El ácido \alpha-lipoico puede administrarse por vía oral o parenteral (intravenoso, intramuscular), siendo posible para una terapia oral la utilización de formulaciones farmacéuticas sólidas o líquidas de liberación rápida o de liberación lenta.

Pueden administrarse como dosis diaria dosis de 100-2000 mg de ácido \alpha-lipoico o cantidades molares equivalentes de un derivado -considerándose como unidad molar la estructura intacta de ditiolano-, siendo posible la administración de la dosis diaria como dosis individual o en dosis divididas distribuidas a lo largo del día, preferentemente de 1 a 3 dosis. Preferentemente, se administran como dosis diaria 300-1200 mg de ácido \alpha-lipoico, siendo posible la administración de la dosis diaria como dosis individual o en 2-3 dosis divididas equivalentes distribuidas a lo largo del día.

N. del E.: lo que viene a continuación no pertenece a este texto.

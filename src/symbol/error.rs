use std::{error::Error, fmt::Display};

use crate::ast::Coord;

/// An error raised while building the scope map.
#[derive(Debug, Clone, PartialEq)]
pub struct SymbolError {
    pub message: String,
    pub coord: Coord,
}

impl SymbolError {
    pub fn undeclared(name: &str, coord: &Coord) -> SymbolError {
        SymbolError {
            message: format!("use of undeclared identifier '{name}'"),
            coord: coord.clone(),
        }
    }

    pub fn redefinition(name: &str, coord: &Coord) -> SymbolError {
        SymbolError {
            message: format!("redefinition of '{name}'"),
            coord: coord.clone(),
        }
    }

    pub fn unsupported(message: impl ToString, coord: &Coord) -> SymbolError {
        SymbolError {
            message: message.to_string(),
            coord: coord.clone(),
        }
    }
}

impl Display for SymbolError {
    fn fmt(&self, f: &mut std::fmt::Formatter<'_>) -> std::fmt::Result {
        write!(f, "{}: {}", self.coord, self.message)
    }
}

impl Error for SymbolError {}
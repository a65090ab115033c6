//! Lowering of resolved ASTs to LLVM IR.
//!
//! The pass walks the translation unit a second time, reading the scope
//! map the resolver produced, and emits one module: enum constants and
//! prototypes at the top level, then one function at a time.
mod error;
mod function;
mod types;

pub use self::error::*;

use std::collections::HashMap;

use crate::ast::{Decl, ExternalDecl, TranslationUnit, TypeNode};
use crate::ir;
use crate::symbol::ScopeMap;

use self::function::FunctionGenerator;
use self::types::lower_fn_type;

type CResult<T> = Result<T, CodegenError>;

/// Lower a translation unit into an LLVM module named `name`.
pub fn lower<'ast>(
    name: &str,
    unit: &'ast TranslationUnit,
    scopes: &ScopeMap<'ast>,
) -> Result<ir::Module, CodegenError> {
    let mut module = ir::Module::new(name);
    let mut constants = HashMap::new();

    for item in &unit.items {
        match item {
            ExternalDecl::Decl(decl) => {
                top_level_decl(decl, scopes, &mut module, &mut constants)?;
            }
            ExternalDecl::FuncDef(def) => {
                FunctionGenerator::lower(&mut module, scopes, &constants, def)?;
            }
            ExternalDecl::Typedef(typedef) => {
                return Err(CodegenError::unsupported(
                    "typedef is not supported",
                    &typedef.coord,
                ));
            }
        }
    }

    Ok(module)
}

fn top_level_decl<'ast>(
    decl: &'ast Decl,
    scopes: &ScopeMap<'ast>,
    module: &mut ir::Module,
    constants: &mut HashMap<String, i64>,
) -> CResult<()> {
    let Some(name) = &decl.name else {
        // A bare enum definition binds each enumerator to its zero-based
        // position; a bare struct definition only introduces its tag.
        if let TypeNode::Enum(def) = &decl.ty {
            if let Some(values) = &def.values {
                for (position, value) in values.iter().enumerate() {
                    constants.insert(value.name.clone(), position as i64);
                }
            }
        }
        return Ok(());
    };

    match &decl.ty {
        TypeNode::Func(func) => {
            let ty = lower_fn_type(func, &scopes.globals, &decl.coord)?;
            module.declare_function(name, ty);
            Ok(())
        }
        _ => Err(CodegenError::unsupported(
            "global variables are not supported",
            &decl.coord,
        )),
    }
}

Análogamente, pueden utilizarse derivados del ácido \alpha-lipoico en forma reducida u oxidada (por ejemplo, sales, ésteres, tioésteres, éteres, amidas, metabolitos), siempre que sean administrados en una dosis tal que se alcancen concentraciones o efectos biológicos equivalentes en las estructuras diana (sistemas biológicos redox).

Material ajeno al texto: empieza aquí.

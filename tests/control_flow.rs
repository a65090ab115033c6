use test_utils::lower;

#[test]
fn if_else_with_returns_strips_the_continuation() {
    let ir = lower("int f(int x) { if (x > 0) return x; else return -x; }");

    assert!(ir.contains("define i32 @f(i32 %x) {"), "{ir}");
    assert!(ir.contains("%x.addr = alloca i32"), "{ir}");
    assert!(ir.contains("store i32 %x, i32* %x.addr"), "{ir}");
    assert!(ir.contains("icmp sgt i32"), "{ir}");
    assert!(
        ir.contains("br i1 %t2, label %if.then, label %if.else"),
        "{ir}"
    );
    // Negation of a non-constant subtracts from zero.
    assert!(ir.contains("sub i32 0,"), "{ir}");
    // Both arms return, so the continuation block is unreachable and
    // stripped, along with the dead blocks.
    assert!(!ir.contains("if.end"), "{ir}");
    assert!(!ir.contains("dead"), "{ir}");
}

#[test]
fn if_without_else_falls_through() {
    let ir = lower("int f(int x) { if (x > 0) x = 0; return x; }");

    assert!(ir.contains("if.then:"), "{ir}");
    assert!(ir.contains("if.end:"), "{ir}");
    assert!(!ir.contains("if.else"), "{ir}");
}

#[test]
fn for_loop_shape() {
    let ir = lower(
        r#"
int sum(int n) {
    int s = 0;
    for (int i = 0; i < n; i = i + 1)
        s = s + i;
    return s;
}
"#,
    );

    for block in ["for.cond:", "for.body:", "for.inc:", "for.end:"] {
        assert!(ir.contains(block), "missing {block}:\n{ir}");
    }
    assert!(ir.contains("icmp slt i32"), "{ir}");
    assert!(ir.contains("br label %for.cond"), "{ir}");
    // The induction variable is stored again each iteration.
    assert!(ir.contains(", i32* %i"), "{ir}");
}

#[test]
fn for_loop_without_condition() {
    let ir = lower(
        r#"
int f(void) {
    for (;;)
        break;
    return 0;
}
"#,
    );

    assert!(ir.contains("br label %for.body"), "{ir}");
    assert!(ir.contains("br label %for.end"), "{ir}");
}

#[test]
fn break_leaves_a_while_loop() {
    let ir = lower(
        r#"
int count(int n) {
    int i = 0;
    while (1) {
        if (i > n)
            break;
        i = i + 1;
    }
    return i;
}
"#,
    );

    for block in ["while.cond:", "while.body:", "while.end:"] {
        assert!(ir.contains(block), "missing {block}:\n{ir}");
    }
    assert!(ir.contains("br label %while.end"), "{ir}");
    assert!(!ir.contains("dead"), "{ir}");
}

#[test]
fn switch_lowers_to_a_switch_instruction() {
    let ir = lower(
        r#"
int pick(int n) {
    switch (n) {
    case 0:
        return 10;
    case 1:
        return 11;
    }
    return -1;
}
"#,
    );

    assert!(
        ir.contains(
            "switch i32 %t1, label %switch.end [ i32 0, label %switch.case0 i32 1, label %switch.case1 ]"
        ),
        "{ir}"
    );
    assert!(ir.contains("switch.case0:"), "{ir}");
    assert!(ir.contains("switch.case1:"), "{ir}");
    assert!(ir.contains("ret i32 -1"), "{ir}");
}

#[test]
fn switch_case_with_break() {
    let ir = lower(
        r#"
int pick(int n) {
    int r = 0;
    switch (n) {
    case 1:
        r = 10;
        break;
    case 2:
        r = 20;
        break;
    }
    return r;
}
"#,
    );

    assert!(ir.contains("br label %switch.end"), "{ir}");
    assert!(!ir.contains("dead"), "{ir}");
}

#[test]
fn every_block_ends_in_exactly_one_terminator() {
    let ir = lower(
        r#"
int f(int x) {
    int s = 0;
    while (x > 0) {
        if (s > 100)
            break;
        s = s + x;
        x = x - 1;
    }
    return s;
}
"#,
    );

    let mut terminators = 0;
    let mut since_label = 0;
    for line in ir.lines() {
        let trimmed = line.trim();
        if trimmed.ends_with(':') {
            since_label = 0;
        }
        let is_terminator = trimmed.starts_with("br ")
            || trimmed.starts_with("ret ")
            || trimmed == "ret void"
            || trimmed.starts_with("switch ")
            || trimmed == "unreachable";
        if is_terminator {
            terminators += 1;
            since_label += 1;
            assert!(since_label <= 1, "two terminators in one block:\n{ir}");
        }
    }
    assert!(terminators > 0, "{ir}");
}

Se utiliza preferentemente el ácido \alpha-lipoico ópticamente dextrorrotatorio (ácido R-(+)-\alpha-lipoico o ácido R-(-)-dihidrolipoico). El ácido \alpha-lipoico o sus derivados pueden administrarse en combinación libre o fija con una o más sustancias activas para mejorar los trastornos cognitivos en combinaciones efectivas.

Es posible añadir vitamina C y derivados, vitamina E y tocoferoles, ubiquinona, vitaminas B1-12, tiamina, riboflavina, ácido pantoténico, niacina, biotina, inositol, \beta-caroteno, zinc, magnesio, selenio, taurinas, colina, N-acetilcisteína y derivados, ácidos grasos insaturados, ácidos grasos esenciales de las series n-3 y n-6, ácido gamma-linolenico y derivados, aspirina y fármacos antiinflamatorios no esteroideos, L-carnitina y derivados, hierba de San Juan y preparaciones de ajo en combinación libre o fija con el ácido \alpha-lipoico.

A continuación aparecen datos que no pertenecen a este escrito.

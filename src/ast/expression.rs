use super::{
    ArrayRef, Assignment, BinaryExpr, CastExpr, Constant, Coord, FuncCall, Ident, InitList,
    StructRef, UnaryExpr,
};

#[derive(Debug, Clone, PartialEq)]
pub enum Expression {
    Constant(Constant),
    Ident(Ident),
    Binary(BinaryExpr),
    Unary(UnaryExpr),
    Cast(CastExpr),
    Call(FuncCall),
    ArrayRef(ArrayRef),
    StructRef(StructRef),
    InitList(InitList),
    Assignment(Assignment),
}

impl Expression {
    pub fn coord(&self) -> &Coord {
        match self {
            Expression::Constant(Constant { coord, .. })
            | Expression::Ident(Ident { coord, .. })
            | Expression::Binary(BinaryExpr { coord, .. })
            | Expression::Unary(UnaryExpr { coord, .. })
            | Expression::Cast(CastExpr { coord, .. })
            | Expression::Call(FuncCall { coord, .. })
            | Expression::ArrayRef(ArrayRef { coord, .. })
            | Expression::StructRef(StructRef { coord, .. })
            | Expression::InitList(InitList { coord, .. })
            | Expression::Assignment(Assignment { coord, .. }) => coord,
        }
    }
}
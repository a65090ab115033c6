use test_utils::lower;

#[test]
fn logical_and_joins_with_a_phi() {
    let ir = lower("int any(int a, int b) { return a > 0 && b > 0; }");

    assert!(
        ir.contains("br i1 %t2, label %and.rhs, label %and.end"),
        "{ir}"
    );
    assert!(ir.contains("and.rhs:"), "{ir}");
    assert!(ir.contains("and.end:"), "{ir}");
    assert!(
        ir.contains("%t5 = phi i1 [ %t2, %entry ], [ %t4, %and.rhs ]"),
        "{ir}"
    );
}

#[test]
fn logical_or_branches_the_other_way() {
    let ir = lower("int any(int a, int b) { return a > 0 || b > 0; }");

    assert!(
        ir.contains("br i1 %t2, label %or.end, label %or.rhs"),
        "{ir}"
    );
    assert!(
        ir.contains("%t5 = phi i1 [ %t2, %entry ], [ %t4, %or.rhs ]"),
        "{ir}"
    );
}

#[test]
fn nested_and_uses_the_block_after_the_lhs() {
    let ir = lower("int all(int a, int b, int c) { return a > 0 && b > 0 && c > 0; }");

    // The φ of the outer && must name the end block of the inner one as
    // the lhs predecessor, not the function entry.
    assert!(
        ir.contains("phi i1 [ %t5, %and.end ], [ %t7, %and.rhs.1 ]"),
        "{ir}"
    );
}

#[test]
fn condition_can_short_circuit() {
    let ir = lower(
        r#"
int f(int a, int b) {
    if (a > 0 && b > 0)
        return 1;
    return 0;
}
"#,
    );

    assert!(ir.contains("and.end:"), "{ir}");
    assert!(ir.contains("if.then:"), "{ir}");
    assert!(ir.contains("label %if.then, label %if.end"), "{ir}");
}
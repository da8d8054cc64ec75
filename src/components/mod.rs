//! Components attached to actors.
//!
//! Submodules overview:
//! - [`actortransform`] – position and yaw, written only by the Brain
//! - [`brain`] – per-actor orchestration state and frozen axes
//! - [`candidates`] – ordered candidate sets with enable flags
//! - [`externalforces`] – named accelerations, friction and speed cap
//! - [`gravity`] – vertical acceleration against a ground plane
//! - [`ikrig`] – pose data refreshed after the Brain applies a transform
//! - [`passiveeffects`] – displacement accumulated by effect Systems
//! - [`priority`] – priority and lifecycle traits for candidates
//! - [`providers`] – stock move and turn candidates
//! - [`scheduled`] – marker that ties registrations to the entity's lifetime

pub mod actortransform;
pub mod brain;
pub mod candidates;
pub mod externalforces;
pub mod gravity;
pub mod ikrig;
pub mod passiveeffects;
pub mod priority;
pub mod providers;
pub mod scheduled;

El ácido \alpha-lipoico y las sustancias activas básicas para la terapia de trastornos cognitivos pueden procesarse y usarse en forma de las categorías de productos medicamentos, suplementos alimenticios o alimentos con fines médicos.

Claims

1. Uso de ácido alfa-lipoico en forma reducida u oxidada, o derivados del mismo con la estructura de ditiolano intacta en forma de enantiómeros o sales, amidas, ésteres, tioésteres, éteres o metabolitos farmacéuticamente aceptables para producir un medicamento para la terapia adyuvante de demencias con una terapia básica de agentes pro-acetilcolinérgicos.

2. Uso según la reivindicación 1 de ácido R(+)-alfa-lipoico en forma oxidada o reducida como derivado del ácido alfa-lipoico.

3. Uso según la reivindicación 1 ó 2, en el que existe un uso adicional de uno o más agentes terapéuticos contra la demencia, o uno o más ingredientes activos para mejorar la neurotransmisión.

4. Uso según cualquiera de las reivindicaciones 1 a 3, en el que existe un uso adicional de una o más de las siguientes substancias, seleccionadas de entre la vitamina C y derivados, la vitamina E y los tocoferoles, la ubiquinona, las vitaminas B1-12, la tiamina, la riboflavina, el ácido pantoténico, la niacina, la biotina, el inositol, el beta-caroteno, el zinc, el magnesio, el selenio, las taurinas, la colina, la N-acetilcisteína y derivados, los ácidos grasos insaturados, los ácidos grasos esenciales de las series n-3 y n-6, el ácido gamma-linolenico y derivados, la aspirina y fármacos antiinflamatorios no esteroideos, la L-carnitina y derivados, la hierba de San Juan y las preparaciones de ajo.

5. Uso según cualquiera de las reivindicaciones 1 a 4 para pacientes con predemencia.

6. Uso según cualquiera de las reivindicaciones 1 a 4, en el que el ácido alfa-lipoico se administra sólo a determinados intervalos como terapia adyuvante al agente pro-acetilcolinérgico después de haber realizado el pretratamiento hasta que aparece un deterioro significativo.